Особое место в романе занимает «египетская тема», которая приобретает некое подтекстовое значение. Автор данной статьи присоединяется к американскому исследователю Ч. Айзенбергу, который трактует эту тему как символ, как знак отмеченности героя, как его «каинову печать», знак изгойничества, которым, по мнению Мандельштама, отмечены не только герой, но и его двойник — художник, предчувствующий в условиях хаоса будущую гибель, смерть искусства, смерть романа.
Таким образом, Мандельштам в «Египетской марке» выражает трагическое мироощущение художника как маргинализованной личности. Оригинальность структуры романа «Египетская марка» состоит в его «центростремительности», т.е. сгущении, уплотнении действия, «проникновении в индивида, изучение мира, отраженного в личности, даже в «монокле пьяного» (12), в раскрытии лирического мироощущения художника с помощью нетрадиционной повествовательной структуры.
Уникальность «романа о романе» К. ВАГИНОВА «ТРУДЫ И ДНИ СВИСТОНОВА» (1929) связана с его гротескной природой, которая побуждает читателя к сугубо эстетическому восприятию его произведения в отличие от восприятия «жизнеподобной» эстетической реальности (13).
По Бахтину, самое важное в гротеске — «двумирность», «два тела в одном»: «амбивалентная связь… оба полюса изменения — и старое и новое, и умирающее и рождающееся, и начало и конец метаморфозы» (14), которая составляет существо «карнавального мироощущения». Если Бахтин подчеркивает в гротеске «веселую относительность» и «амбивалентность всего существующего», то Кайзер обращает внимание на трагический характер мировосприятия, реализуемого в гротеске и ставящего в центр внимания коренные вопросы бытия человека в распадающемся, отчужденном современном мире, т.е. разрушение «внутренней бесконечной личности».
Понятие гротеска как эстетической категории, по мнению Кайзера, «относится к трем различным сферам: творческому процессу, самому художественному произведению и его восприятию». В таком случае гротеск выступает как «всеобъемлющий структурный принцип художественного произведения» (15). С гротеском такого типа мы и имеем дело у Вагинова.
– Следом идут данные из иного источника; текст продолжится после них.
use std::time::Duration;
use tokio::time::Instant;

/// Token bucket refilled continuously at `capacity / interval`.
#[derive(Debug)]
pub(crate) struct TokenBucket {
    capacity: f64,
    refill_per_sec: f64,
    tokens: f64,
    last_refill: Instant,
}

impl TokenBucket {
    /// A full bucket, or `None` when `max_requests` is zero (unlimited).
    pub(crate) fn new(max_requests: u32, interval: Duration) -> Option<Self> {
        if max_requests == 0 || interval.is_zero() {
            return None;
        }
        let capacity = f64::from(max_requests);
        Some(Self {
            capacity,
            refill_per_sec: capacity / interval.as_secs_f64(),
            tokens: capacity,
            last_refill: Instant::now(),
        })
    }

    fn refill(&mut self) {
        let now = Instant::now();
        let elapsed = now.duration_since(self.last_refill);
        self.tokens = (self.tokens + elapsed.as_secs_f64() * self.refill_per_sec).min(self.capacity);
        self.last_refill = now;
    }

    /// Takes a token, or returns how long until one is available.
    pub(crate) fn take(&mut self) -> Result<(), Duration> {
        self.refill();
        if self.tokens >= 1.0 {
            self.tokens -= 1.0;
            Ok(())
        } else {
            let missing = 1.0 - self.tokens;
            Err(Duration::from_secs_f64(missing / self.refill_per_sec).max(Duration::from_millis(1)))
        }
    }
}

#[cfg(test)]
#[allow(clippy::unwrap_used, clippy::expect_used)]
mod tests {
    use super::*;

    #[test]
    fn test_zero_requests_means_unlimited() {
        assert!(TokenBucket::new(0, Duration::from_secs(1)).is_none());
    }

    #[tokio::test(start_paused = true)]
    async fn test_bucket_drains_and_refills() {
        let mut bucket = TokenBucket::new(2, Duration::from_secs(1)).unwrap();
        assert!(bucket.take().is_ok());
        assert!(bucket.take().is_ok());
        let wait = bucket.take().unwrap_err();
        assert!(wait <= Duration::from_millis(500), "{wait:?}");
        tokio::time::advance(Duration::from_millis(500)).await;
        assert!(bucket.take().is_ok());
    }
}
use crate::bucket::TokenBucket;
use crate::config::EndpointConfig;
use crate::health::ewma;
use crate::tool::{ToolEndpoint, ToolRequest};
use baton_core::{BatonError, BatonResult, HealthStatus, RetryPolicy};
use dashmap::DashMap;
use serde::Serialize;
use std::future::Future;
use std::sync::atomic::{AtomicU64, AtomicUsize, Ordering};
use std::sync::Arc;
use std::time::Duration;
use tokio::sync::{Mutex as AsyncMutex, OwnedSemaphorePermit, Semaphore};
use tokio::time::Instant;
use tracing::{debug, info, warn};

#[derive(Default)]
struct PoolCounters {
    in_flight: AtomicUsize,
    queued: AtomicUsize,
    peak_in_flight: AtomicUsize,
    peak_queued: AtomicUsize,
    admitted: AtomicU64,
    throttled: AtomicU64,
    timed_out: AtomicU64,
    successes: AtomicU64,
    failures: AtomicU64,
}

struct EndpointPool {
    config: EndpointConfig,
    slots: Arc<Semaphore>,
    /// Fair mutex: waiters are admitted in the order they called `lock`.
    gate: AsyncMutex<()>,
    bucket: Option<parking_lot::Mutex<TokenBucket>>,
    health: parking_lot::Mutex<f64>,
    counters: PoolCounters,
}

impl EndpointPool {
    fn new(config: EndpointConfig) -> Self {
        let bucket = TokenBucket::new(config.max_requests, Duration::from_millis(config.interval_ms))
            .map(parking_lot::Mutex::new);
        Self {
            slots: Arc::new(Semaphore::new(config.max_concurrency)),
            gate: AsyncMutex::new(()),
            bucket,
            health: parking_lot::Mutex::new(1.0),
            counters: PoolCounters::default(),
            config,
        }
    }

    fn try_token(&self) -> Result<(), Duration> {
        match &self.bucket {
            Some(bucket) => bucket.lock().take(),
            None => Ok(()),
        }
    }

    async fn wait_token(&self) {
        while let Err(wait) = self.try_token() {
            tokio::time::sleep(wait).await;
        }
    }

    fn record(&self, success: bool) {
        let mut health = self.health.lock();
        *health = ewma(*health, success, self.config.health_alpha);
        if success {
            self.counters.successes.fetch_add(1, Ordering::Relaxed);
        } else {
            self.counters.failures.fetch_add(1, Ordering::Relaxed);
        }
    }

    fn health(&self) -> f64 {
        *self.health.lock()
    }
}

/// Releases a reserved queue position when dropped.
struct QueueSlot<'a>(&'a AtomicUsize);

impl Drop for QueueSlot<'_> {
    fn drop(&mut self) {
        self.0.fetch_sub(1, Ordering::AcqRel);
    }
}

/// An admitted call. Dropping it releases the connection slot.
///
/// Report the outcome with [`EndpointPermit::succeed`] or
/// [`EndpointPermit::fail`]; a permit dropped without a report leaves the
/// health score untouched.
pub struct EndpointPermit {
    pool: Arc<EndpointPool>,
    _slot: OwnedSemaphorePermit,
}

impl EndpointPermit {
    fn new(pool: Arc<EndpointPool>, slot: OwnedSemaphorePermit) -> Self {
        let in_flight = pool.counters.in_flight.fetch_add(1, Ordering::AcqRel) + 1;
        pool.counters
            .peak_in_flight
            .fetch_max(in_flight, Ordering::AcqRel);
        pool.counters.admitted.fetch_add(1, Ordering::Relaxed);
        Self { pool, _slot: slot }
    }

    /// Endpoint this permit belongs to.
    pub fn endpoint(&self) -> &str {
        &self.pool.config.name
    }

    /// Records a successful call and releases the slot.
    pub fn succeed(self) {
        self.pool.record(true);
    }

    /// Records a failed call and releases the slot.
    pub fn fail(self) {
        self.pool.record(false);
    }
}

impl Drop for EndpointPermit {
    fn drop(&mut self) {
        self.pool.counters.in_flight.fetch_sub(1, Ordering::AcqRel);
    }
}

/// Point-in-time statistics of one endpoint.
#[derive(Debug, Clone, Serialize)]
pub struct EndpointStats {
    /// Endpoint name.
    pub name: String,
    /// Configured concurrency limit.
    pub max_concurrency: usize,
    /// Configured queue depth.
    pub queue_depth: usize,
    /// Calls currently holding a slot.
    pub in_flight: usize,
    /// Callers currently waiting.
    pub queued: usize,
    /// Highest in-flight count observed.
    pub peak_in_flight: usize,
    /// Highest queue length observed.
    pub peak_queued: usize,
    /// Calls admitted.
    pub admitted: u64,
    /// Calls rejected because the queue was full.
    pub throttled: u64,
    /// Callers whose wait timed out.
    pub timed_out: u64,
    /// Reported successes.
    pub successes: u64,
    /// Reported failures.
    pub failures: u64,
    /// Smoothed success ratio.
    pub health: f64,
    /// Derived status.
    pub status: HealthStatus,
}

/// Connection & rate governor.
///
/// Each endpoint has its own concurrency pool, bounded FIFO wait queue and
/// token bucket. Callers that find the queue full get
/// [`BatonError::Throttled`] immediately.
pub struct ConnectionGovernor {
    pools: DashMap<String, Arc<EndpointPool>>,
    tools: DashMap<String, Arc<dyn ToolEndpoint>>,
}

impl ConnectionGovernor {
    /// Creates a governor with the given endpoints.
    pub fn new(configs: impl IntoIterator<Item = EndpointConfig>) -> BatonResult<Self> {
        let governor = Self {
            pools: DashMap::new(),
            tools: DashMap::new(),
        };
        for config in configs {
            governor.add_endpoint(config)?;
        }
        Ok(governor)
    }

    /// Adds an endpoint. Names must be unique.
    pub fn add_endpoint(&self, config: EndpointConfig) -> BatonResult<()> {
        config.validate()?;
        if self.pools.contains_key(&config.name) {
            return Err(BatonError::Config(format!(
                "endpoint '{}' configured twice",
                config.name
            )));
        }
        info!(
            endpoint = %config.name,
            max_concurrency = config.max_concurrency,
            queue_depth = config.queue_depth,
            max_requests = config.max_requests,
            interval_ms = config.interval_ms,
            "Governor: endpoint registered"
        );
        self.pools
            .insert(config.name.clone(), Arc::new(EndpointPool::new(config)));
        Ok(())
    }

    /// Attaches the client used by [`ConnectionGovernor::invoke`] for an
    /// endpoint.
    pub fn register_tool(
        &self,
        endpoint: impl Into<String>,
        tool: Arc<dyn ToolEndpoint>,
    ) -> BatonResult<()> {
        let endpoint = endpoint.into();
        if !self.pools.contains_key(&endpoint) {
            return Err(BatonError::UnknownEndpoint(endpoint));
        }
        self.tools.insert(endpoint, tool);
        Ok(())
    }

    /// Whether an endpoint is configured.
    pub fn has_endpoint(&self, endpoint: &str) -> bool {
        self.pools.contains_key(endpoint)
    }

    fn pool(&self, endpoint: &str) -> BatonResult<Arc<EndpointPool>> {
        self.pools
            .get(endpoint)
            .map(|p| Arc::clone(p.value()))
            .ok_or_else(|| BatonError::UnknownEndpoint(endpoint.to_string()))
    }

    /// Waits for admission to `endpoint`.
    ///
    /// Admission is immediate when a slot and a token are free and nobody is
    /// queued. Otherwise the caller joins the queue if it has room and is
    /// admitted strictly in arrival order; a full queue yields `Throttled`.
    /// `timeout` bounds the time spent queued.
    pub async fn acquire(&self, endpoint: &str, timeout: Duration) -> BatonResult<EndpointPermit> {
        let pool = self.pool(endpoint)?;

        if pool.counters.queued.load(Ordering::Acquire) == 0 {
            if let Ok(_gate) = pool.gate.try_lock() {
                if let Ok(slot) = Arc::clone(&pool.slots).try_acquire_owned() {
                    if pool.try_token().is_ok() {
                        return Ok(EndpointPermit::new(pool.clone(), slot));
                    }
                }
            }
        }

        let counters = &pool.counters;
        let reserved = counters
            .queued
            .fetch_update(Ordering::AcqRel, Ordering::Acquire, |q| {
                (q < pool.config.queue_depth).then_some(q + 1)
            });
        let position = match reserved {
            Ok(previous) => previous + 1,
            Err(_) => {
                counters.throttled.fetch_add(1, Ordering::Relaxed);
                debug!(endpoint = %endpoint, "Governor: queue full, throttled");
                return Err(BatonError::Throttled {
                    endpoint: endpoint.to_string(),
                });
            }
        };
        let queue_slot = QueueSlot(&counters.queued);
        counters.peak_queued.fetch_max(position, Ordering::AcqRel);

        let admission = async {
            let _gate = pool.gate.lock().await;
            let slot = Arc::clone(&pool.slots)
                .acquire_owned()
                .await
                .map_err(|_| BatonError::Config(format!("endpoint '{endpoint}' pool closed")))?;
            pool.wait_token().await;
            Ok::<_, BatonError>(slot)
        };

        let slot = match tokio::time::timeout(timeout, admission).await {
            Ok(result) => result?,
            Err(_) => {
                counters.timed_out.fetch_add(1, Ordering::Relaxed);
                debug!(endpoint = %endpoint, "Governor: timed out while queued");
                return Err(BatonError::Timeout(format!(
                    "waiting for endpoint '{endpoint}'"
                )));
            }
        };
        drop(queue_slot);
        Ok(EndpointPermit::new(pool.clone(), slot))
    }

    /// Acquires a permit, runs `f`, and reports its outcome. `timeout`
    /// bounds queueing and execution together.
    pub async fn call<T, F, Fut>(&self, endpoint: &str, timeout: Duration, f: F) -> BatonResult<T>
    where
        F: FnOnce() -> Fut,
        Fut: Future<Output = BatonResult<T>>,
    {
        let deadline = Instant::now() + timeout;
        let permit = self.acquire(endpoint, timeout).await?;
        match tokio::time::timeout_at(deadline, f()).await {
            Ok(Ok(value)) => {
                permit.succeed();
                Ok(value)
            }
            Ok(Err(e)) => {
                permit.fail();
                Err(e)
            }
            Err(_) => {
                permit.fail();
                Err(BatonError::Timeout(format!("call to endpoint '{endpoint}'")))
            }
        }
    }

    /// Invokes a tool through its registered client under the endpoint's
    /// limits.
    pub async fn invoke(
        &self,
        request: &ToolRequest,
        timeout: Duration,
    ) -> BatonResult<serde_json::Value> {
        let tool = self
            .tools
            .get(&request.endpoint)
            .map(|t| Arc::clone(t.value()))
            .ok_or_else(|| BatonError::UnknownEndpoint(request.endpoint.clone()))?;
        self.call(&request.endpoint, timeout, || async move {
            tool.invoke(request).await
        })
        .await
    }

    /// [`ConnectionGovernor::invoke`] with transient failures, including
    /// `Throttled`, retried under `policy`.
    pub async fn invoke_with_retry(
        &self,
        request: &ToolRequest,
        timeout: Duration,
        policy: &RetryPolicy,
    ) -> BatonResult<serde_json::Value> {
        let label = format!("invoke {}/{}", request.endpoint, request.operation);
        let result = policy
            .run(&label, |_| self.invoke(request, timeout))
            .await;
        if let Err(e) = &result {
            warn!(endpoint = %request.endpoint, error = %e, "Governor: invoke failed");
        }
        result
    }

    /// Smoothed success ratio of an endpoint.
    pub fn health(&self, endpoint: &str) -> BatonResult<f64> {
        Ok(self.pool(endpoint)?.health())
    }

    /// Health status of an endpoint.
    pub fn status(&self, endpoint: &str) -> BatonResult<HealthStatus> {
        self.health(endpoint).map(HealthStatus::from_score)
    }

    /// Statistics for every endpoint, sorted by name.
    pub fn stats(&self) -> Vec<EndpointStats> {
        let mut stats: Vec<EndpointStats> = self
            .pools
            .iter()
            .map(|entry| {
                let pool = entry.value();
                let c = &pool.counters;
                let health = pool.health();
                EndpointStats {
                    name: pool.config.name.clone(),
                    max_concurrency: pool.config.max_concurrency,
                    queue_depth: pool.config.queue_depth,
                    in_flight: c.in_flight.load(Ordering::Acquire),
                    queued: c.queued.load(Ordering::Acquire),
                    peak_in_flight: c.peak_in_flight.load(Ordering::Acquire),
                    peak_queued: c.peak_queued.load(Ordering::Acquire),
                    admitted: c.admitted.load(Ordering::Relaxed),
                    throttled: c.throttled.load(Ordering::Relaxed),
                    timed_out: c.timed_out.load(Ordering::Relaxed),
                    successes: c.successes.load(Ordering::Relaxed),
                    failures: c.failures.load(Ordering::Relaxed),
                    health,
                    status: HealthStatus::from_score(health),
                }
            })
            .collect();
        stats.sort_by(|a, b| a.name.cmp(&b.name));
        stats
    }

    /// Statistics for one endpoint.
    pub fn endpoint_stats(&self, endpoint: &str) -> BatonResult<EndpointStats> {
        self.pool(endpoint)?;
        self.stats()
            .into_iter()
            .find(|s| s.name == endpoint)
            .ok_or_else(|| BatonError::UnknownEndpoint(endpoint.to_string()))
    }
}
Роман Вагинова «Труды и дни Свистонова» отличается экспериментальной природой и сугубо эстетическим характером проблематики, которая у писателя имеет самодовлеющий характер: роман представляет собой размышления автора о природе искусства вообще и современного в частности, о проблеме победы искусства над жизнью и цене такой победы, о «священной жертве» Аполлону и о драматизме судьбы художника.
Эстетическая рефлексия осуществляется методом от противного: с помощью введения персонажа-художника, дистанцированного от автора, и дезавуированная процесса создания текста, имеющего у Вагинова сложную структуру, которую А. Герасимова называет «матрешечной» (16) (роман о том, как писатель пишет роман о писателе Свистонове, который пишет роман о неудавшемся писателе Кукуреку).
Роман Свистонова включается в основной текст. Ведение двух планов повествования (с точки зрения Свистонова и с точки зрения Вагинова), находящихся в парадоксальном взаимодействии, порождает в итоге многомерный текст. Однако семантическая многомерность текста в контексте проблемы гротеска носит кажущийся характер. В сущности разные семантические уровни служат в романном мире созданию гротескной картины, а сшибка разнообразных, но однотипных «текстов в тексте» потенцирует гротескность общей картины мира и образа рожденного в этих условиях искусства.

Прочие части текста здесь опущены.